**Task to carry out:**
Where a line in the records below includes "received", pull that line out.

*** Given data Section Begins ***

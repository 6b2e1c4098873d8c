use pdfbatch_core::logging;

mod cli;

use crate::cli::CliCommand;

#[tokio::main]
async fn main() {
    // Fall back to stderr when the state directory is not writable.
    if logging::init_logging().is_err() {
        logging::init_logging_stderr();
    }

    if let Err(err) = CliCommand::run_from_args().await {
        eprintln!("pdfbatch error: {:#}", err);
        std::process::exit(1);
    }
}
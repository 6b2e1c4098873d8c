use std::fmt;

use crate::job::JobId;

/// Per-job error kind. Batch-level validation failures are `ValidationError`.
#[derive(Debug, Clone, Copy, PartialEq, Eq)]
pub enum ErrorKind {
    /// Transport failed before any response was received.
    Network,
    /// Server answered with a non-success status not otherwise classified.
    Remote,
    /// Server answered with the reserved quota / balance status.
    Quota,
    /// Response received but not in the expected shape.
    Decode,
}

impl ErrorKind {
    pub fn as_str(self) -> &'static str {
        match self {
            ErrorKind::Network => "NetworkError",
            ErrorKind::Remote => "RemoteError",
            ErrorKind::Quota => "QuotaError",
            ErrorKind::Decode => "DecodeError",
        }
    }
}

impl fmt::Display for ErrorKind {
    fn fmt(&self, f: &mut fmt::Formatter<'_>) -> fmt::Result {
        f.write_str(self.as_str())
    }
}

/// Error recorded on a failed job.
#[derive(Debug, Clone, PartialEq, Eq)]
pub struct JobError {
    pub kind: ErrorKind,
    pub message: String,
}

impl JobError {
    pub fn new(kind: ErrorKind, message: impl Into<String>) -> Self {
        Self {
            kind,
            message: message.into(),
        }
    }

    /// True when the UI should route to the balance / top-up flow instead of a generic retry.
    pub fn needs_top_up(&self) -> bool {
        self.kind == ErrorKind::Quota
    }
}

impl fmt::Display for JobError {
    fn fmt(&self, f: &mut fmt::Formatter<'_>) -> fmt::Result {
        write!(f, "{}: {}", self.kind, self.message)
    }
}

impl std::error::Error for JobError {}

/// Batch-level admission failure. Raised synchronously at submission; no job is created.
#[derive(Debug, Clone, PartialEq, Eq, thiserror::Error)]
pub enum ValidationError {
    #[error("no files submitted")]
    Empty,
    #[error("duplicate file in batch: {0}")]
    Duplicate(JobId),
    #[error("cannot derive a file name from {0}")]
    InvalidName(String),
}
//! libcurl-backed transport: multipart upload and artifact GET.

use anyhow::{Context, Result};
use curl::easy::{Easy, Form, List};
use std::time::Duration;
use url::Url;

use super::{ArtifactFetcher, FetchError, JobTransport, RawResponse, TransportError};
use crate::config::BatchConfig;
use crate::job::{Payload, SubmitParams};

const PDF_MIME: &str = "application/pdf";

/// Blocking HTTP client for the processing API. Cheap to share behind an `Arc`;
/// every call builds its own curl handle.
#[derive(Debug, Clone)]
pub struct CurlTransport {
    base: Url,
    endpoint: Url,
    api_key: Option<String>,
    connect_timeout: Duration,
    request_timeout: Duration,
}

impl CurlTransport {
    pub fn from_config(cfg: &BatchConfig) -> Result<Self> {
        let base = Url::parse(&cfg.api_base_url)
            .with_context(|| format!("invalid api_base_url {}", cfg.api_base_url))?;
        let endpoint = base
            .join(&cfg.endpoint)
            .with_context(|| format!("invalid endpoint {}", cfg.endpoint))?;
        Ok(Self {
            base,
            endpoint,
            api_key: cfg.api_key.clone().filter(|k| !k.trim().is_empty()),
            connect_timeout: cfg.connect_timeout(),
            request_timeout: cfg.request_timeout(),
        })
    }

    pub fn endpoint(&self) -> &Url {
        &self.endpoint
    }

    /// Absolute URL for an artifact locator. Relative locators such as
    /// `/api/file?...` resolve against the API base.
    pub fn resolve(&self, locator: &str) -> Result<Url, FetchError> {
        self.base
            .join(locator)
            .map_err(|e| FetchError::InvalidLocator(format!("{locator}: {e}")))
    }

    fn headers(&self) -> Result<List, curl::Error> {
        let mut list = List::new();
        if let Some(key) = &self.api_key {
            list.append(&format!("x-api-key: {}", key.trim()))?;
        }
        // Skip the 100-continue round trip on large uploads.
        list.append("Expect:")?;
        Ok(list)
    }
}

fn build_form(payload: &Payload, params: &SubmitParams) -> Result<Form, TransportError> {
    let mut form = Form::new();
    match payload {
        Payload::Path { path, .. } => {
            form.part("file").file(path).content_type(PDF_MIME).add()?;
        }
        Payload::Memory { name, bytes } => {
            form.part("file")
                .buffer(name, bytes.to_vec())
                .content_type(PDF_MIME)
                .add()?;
        }
    }
    for (name, value) in params.fields() {
        form.part(name).contents(value.as_bytes()).add()?;
    }
    Ok(form)
}

impl JobTransport for CurlTransport {
    fn submit(
        &self,
        payload: &Payload,
        params: &SubmitParams,
        on_upload: &mut dyn FnMut(u64, u64),
    ) -> Result<RawResponse, TransportError> {
        if let Payload::Path { path, .. } = payload {
            // Surface a vanished file as an I/O error rather than a curl read failure.
            std::fs::metadata(path)?;
        }
        let form = build_form(payload, params)?;
        let mut body = Vec::new();

        let mut easy = Easy::new();
        easy.url(self.endpoint.as_str())?;
        easy.connect_timeout(self.connect_timeout)?;
        easy.timeout(self.request_timeout)?;
        easy.http_headers(self.headers()?)?;
        easy.httppost(form)?;
        easy.progress(true)?;

        {
            let mut transfer = easy.transfer();
            transfer.progress_function(|_dltotal, _dlnow, ultotal, ulnow| {
                on_upload(ulnow.max(0.0) as u64, ultotal.max(0.0) as u64);
                true
            })?;
            transfer.write_function(|data| {
                body.extend_from_slice(data);
                Ok(data.len())
            })?;
            transfer.perform()?;
        }

        let status = easy.response_code()?;
        Ok(RawResponse { status, body })
    }
}

impl ArtifactFetcher for CurlTransport {
    fn fetch(&self, locator: &str) -> Result<Vec<u8>, FetchError> {
        let url = self.resolve(locator)?;
        let mut body = Vec::new();

        let mut easy = Easy::new();
        easy.url(url.as_str())?;
        easy.follow_location(true)?;
        easy.max_redirections(10)?;
        easy.connect_timeout(self.connect_timeout)?;
        easy.timeout(self.request_timeout)?;
        easy.http_headers(self.headers()?)?;

        {
            let mut transfer = easy.transfer();
            transfer.write_function(|data| {
                body.extend_from_slice(data);
                Ok(data.len())
            })?;
            transfer.perform()?;
        }

        let code = easy.response_code()?;
        if !(200..300).contains(&code) {
            return Err(FetchError::Http(code));
        }
        Ok(body)
    }
}
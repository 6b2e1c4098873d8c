//! `pdfbatch completions <shell>`

use clap::CommandFactory;
use clap_complete::Shell;

use crate::cli::Cli;

pub fn run_completions(shell: Shell) {
    let mut cmd = Cli::command();
    let name = cmd.get_name().to_string();
    clap_complete::generate(shell, &mut cmd, name, &mut std::io::stdout());
}
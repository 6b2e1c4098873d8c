//! SHA-256 of finished archives, reported alongside the archive path.

use anyhow::{Context, Result};
use sha2::{Digest, Sha256};
use std::fs::File;
use std::io::Read;
use std::path::Path;

const BUF_SIZE: usize = 64 * 1024;

/// SHA-256 of a file as lowercase hex, read in fixed-size chunks.
pub fn sha256_path(path: &Path) -> Result<String> {
    let mut f = File::open(path).with_context(|| format!("open {}", path.display()))?;
    let mut hasher = Sha256::new();
    let mut buf = vec![0u8; BUF_SIZE];
    loop {
        let n = f
            .read(&mut buf)
            .with_context(|| format!("read {}", path.display()))?;
        if n == 0 {
            break;
        }
        hasher.update(&buf[..n]);
    }
    Ok(hex::encode(hasher.finalize()))
}

#[cfg(test)]
mod tests {
    use super::*;

    #[test]
    fn digest_of_known_content() {
        let dir = tempfile::tempdir().unwrap();
        let path = dir.path().join("x.bin");
        std::fs::write(&path, b"hello\n").unwrap();
        assert_eq!(
            sha256_path(&path).unwrap(),
            "5891b5b522d5df086d0ff0b110fbd9d21bb4fc7163af34d08286a2e846f6be03"
        );
    }

    #[test]
    fn missing_file_names_the_path() {
        let err = sha256_path(Path::new("/nonexistent/pdfbatch.zip")).unwrap_err();
        assert!(format!("{err:#}").contains("/nonexistent/pdfbatch.zip"));
    }
}
//! Classify raw job failures into error kinds with display messages.

use crate::transport::response::error_message;

use super::error::{ErrorKind, JobError};

const QUOTA_MESSAGE: &str = "insufficient balance or free operations";

/// What actually went wrong, before classification.
#[derive(Debug, Clone)]
pub enum RawFailure {
    /// No response was received (connect, DNS, reset, timeout, task failure).
    Transport(String),
    /// Server answered with a non-success status.
    Status { code: u32, body: Vec<u8> },
    /// Success status, but the body did not decode into a result.
    Decode(String),
}

/// Map a raw failure to the per-job error taxonomy.
///
/// `quota_status` is the status code the API reserves for balance exhaustion
/// (402 by default); it is the only status mapped to `ErrorKind::Quota`.
pub fn report(failure: &RawFailure, quota_status: u32) -> JobError {
    match failure {
        RawFailure::Transport(msg) => {
            JobError::new(ErrorKind::Network, format!("network error: {}", msg))
        }
        RawFailure::Status { code, body } if *code == quota_status => {
            let msg = error_message(body).unwrap_or_else(|| QUOTA_MESSAGE.to_string());
            JobError::new(ErrorKind::Quota, msg)
        }
        RawFailure::Status { code, body } => {
            let msg = match error_message(body) {
                Some(m) => format!("{} (HTTP {})", m, code),
                None => format!("remote processing failed (HTTP {})", code),
            };
            JobError::new(ErrorKind::Remote, msg)
        }
        RawFailure::Decode(msg) => JobError::new(
            ErrorKind::Decode,
            format!("could not decode server response: {}", msg),
        ),
    }
}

*** Given data Section Ends ***

**Expected answer:**
    /// Transport failed before any response was received.
    /// Response received but not in the expected shape.
    /// No response was received (connect, DNS, reset, timeout, task failure).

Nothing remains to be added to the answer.